Cam wollte sich bei dem Jungen bedanken, aber noch während er einen Schritt auf ihn zumachte, sank er auf die Knie. Verwirrt blickte er nach unten, als ihm das Schwert aus der Hand glitt, dann sah er benommen zu dem Jungen hoch. Im nächsten Moment verlor er das Bewusstsein.

Joan starrte verblüfft auf den Schotten. Noch wenige Augenblicke zuvor hatte er im Kampf gegen ihre Angreifer stark und außerordentlich fähig gewirkt, und jetzt plötzlich lag er bäuchlings und mit dem Gesicht im Dreck auf dem Weg. Sie hob das Messer auf, reinigte es rasch am Rücken des Toten vom Blut und schob es in ihren Gürtel. Dann stieg sie über die Leiche hinweg und trat zu ihrem Retter.

Sie sah sofort den dunklen Fleck auf seinem Plaid und musste die Stelle auch gar nicht berühren, um zu wissen, dass es sich um Blut handelte. Eine Stichwunde, erkannte Joan, aber es überraschte sie, wie schlimm die Verletzung war. Sie hatte gesehen, wie der Rotblonde von hinten mit erhobener Klinge auf den Schotten losgegangen war, um zuzustechen. Als ihr Retter dann aber so kraftvoll gekämpft hatte, war sie zu der Überzeugung gelangt, dass er nicht schlimm verletzt worden sein konnte.

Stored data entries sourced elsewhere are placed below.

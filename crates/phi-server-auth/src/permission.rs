// Copyright (c) 2025 Geoffrey Huntley <ghuntley@ghuntley.com>. All rights reserved.
// SPDX-License-Identifier: Proprietary

//! Delegation permissions.
//!
//! A delegation grant carries a fixed [`PermissionSet`] bitset. Each bit is a
//! [`Permission`]; names outside this closed set are rejected when parsed.

use serde::{Deserialize, Serialize};
use std::fmt;
use std::str::FromStr;

use crate::error::ParseError;

/// A single delegable permission.
#[derive(Debug, Clone, Copy, PartialEq, Eq, Hash, Serialize, Deserialize)]
#[serde(rename_all = "snake_case")]
pub enum Permission {
	ViewProfile,
	ViewAppointments,
	ScheduleAppointments,
	ViewClinicalNotes,
	ViewBilling,
	MessageProviders,
}

impl Permission {
	pub fn all() -> &'static [Permission] {
		&[
			Permission::ViewProfile,
			Permission::ViewAppointments,
			Permission::ScheduleAppointments,
			Permission::ViewClinicalNotes,
			Permission::ViewBilling,
			Permission::MessageProviders,
		]
	}

	fn bit(self) -> u8 {
		match self {
			Permission::ViewProfile => 1 << 0,
			Permission::ViewAppointments => 1 << 1,
			Permission::ScheduleAppointments => 1 << 2,
			Permission::ViewClinicalNotes => 1 << 3,
			Permission::ViewBilling => 1 << 4,
			Permission::MessageProviders => 1 << 5,
		}
	}

	pub fn as_str(&self) -> &'static str {
		match self {
			Permission::ViewProfile => "view_profile",
			Permission::ViewAppointments => "view_appointments",
			Permission::ScheduleAppointments => "schedule_appointments",
			Permission::ViewClinicalNotes => "view_clinical_notes",
			Permission::ViewBilling => "view_billing",
			Permission::MessageProviders => "message_providers",
		}
	}
}

impl fmt::Display for Permission {
	fn fmt(&self, f: &mut fmt::Formatter<'_>) -> fmt::Result {
		write!(f, "{}", self.as_str())
	}
}

impl FromStr for Permission {
	type Err = ParseError;

	fn from_str(s: &str) -> Result<Self, Self::Err> {
		Permission::all()
			.iter()
			.copied()
			.find(|p| p.as_str() == s)
			.ok_or_else(|| ParseError::UnknownPermission(s.to_string()))
	}
}

/// Fixed-size set of [`Permission`]s.
///
/// Serialized as a list of permission names.
#[derive(Debug, Clone, Copy, PartialEq, Eq, Hash, Default, Serialize, Deserialize)]
#[serde(into = "Vec<Permission>", from = "Vec<Permission>")]
pub struct PermissionSet(u8);

impl PermissionSet {
	pub const fn empty() -> Self {
		Self(0)
	}

	pub fn all() -> Self {
		Permission::all().iter().copied().collect()
	}

	pub fn contains(&self, permission: Permission) -> bool {
		self.0 & permission.bit() != 0
	}

	pub fn insert(&mut self, permission: Permission) {
		self.0 |= permission.bit();
	}

	pub fn remove(&mut self, permission: Permission) {
		self.0 &= !permission.bit();
	}

	/// Builder: add a permission.
	pub fn with(mut self, permission: Permission) -> Self {
		self.insert(permission);
		self
	}

	pub fn is_empty(&self) -> bool {
		self.0 == 0
	}

	pub fn iter(&self) -> impl Iterator<Item = Permission> + '_ {
		Permission::all()
			.iter()
			.copied()
			.filter(move |p| self.contains(*p))
	}

	/// Parses a list of permission names, failing on the first unknown name.
	pub fn parse_names<I, S>(names: I) -> Result<Self, ParseError>
	where
		I: IntoIterator<Item = S>,
		S: AsRef<str>,
	{
		names
			.into_iter()
			.map(|n| n.as_ref().parse::<Permission>())
			.collect()
	}
}

impl FromIterator<Permission> for PermissionSet {
	fn from_iter<T: IntoIterator<Item = Permission>>(iter: T) -> Self {
		let mut set = PermissionSet::empty();
		for p in iter {
			set.insert(p);
		}
		set
	}
}

impl From<Vec<Permission>> for PermissionSet {
	fn from(permissions: Vec<Permission>) -> Self {
		permissions.into_iter().collect()
	}
}

impl From<PermissionSet> for Vec<Permission> {
	fn from(set: PermissionSet) -> Self {
		set.iter().collect()
	}
}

Die Menge an Blut, die sein Plaid nässte, ließ jetzt jedoch vermuten, dass ihm eine ziemlich hässliche Wunde zugefügt worden war.

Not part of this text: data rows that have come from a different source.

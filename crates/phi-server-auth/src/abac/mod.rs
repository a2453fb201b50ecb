// Copyright (c) 2025 Geoffrey Huntley <ghuntley@ghuntley.com>. All rights reserved.
// SPDX-License-Identifier: Proprietary

//! Attribute-based access decisions for PHI.
//!
//! - [`engine`]: the ordered allow rules and the store-backed resolver
//! - [`scope`]: patient scoping for list endpoints
//! - [`types`]: actions, resource references and decisions

pub mod engine;
pub mod scope;
pub mod types;

#[cfg(test)]
pub(crate) mod fakes;

pub use engine::{decide, requires_delegation, AccessFacts, AuthorizationResolver};
pub use scope::{PatientScope, ScopeFilter};
pub use types::{Action, AllowRule, Decision, DenyReason, ResourceKind, ResourceRef};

Seufzend ließ Joan sich auf die Fersen nieder und sah sich um. Sie war sich ziemlich sicher, dass drei der vier Männer tot waren. Der vierte, der sie geschlagen hatte, als ihr Retter aufgetaucht war, war allerdings nur bewusstlos. Für einen Moment erwog Joan, das zu ändern, aber sie war eine Heilerin. Sie konnte keinen bewusstlosen Mann töten, nicht einmal einen, der sie wenige Momente zuvor geschlagen hatte. Es verstieß gegen alles, woran sie glaubte.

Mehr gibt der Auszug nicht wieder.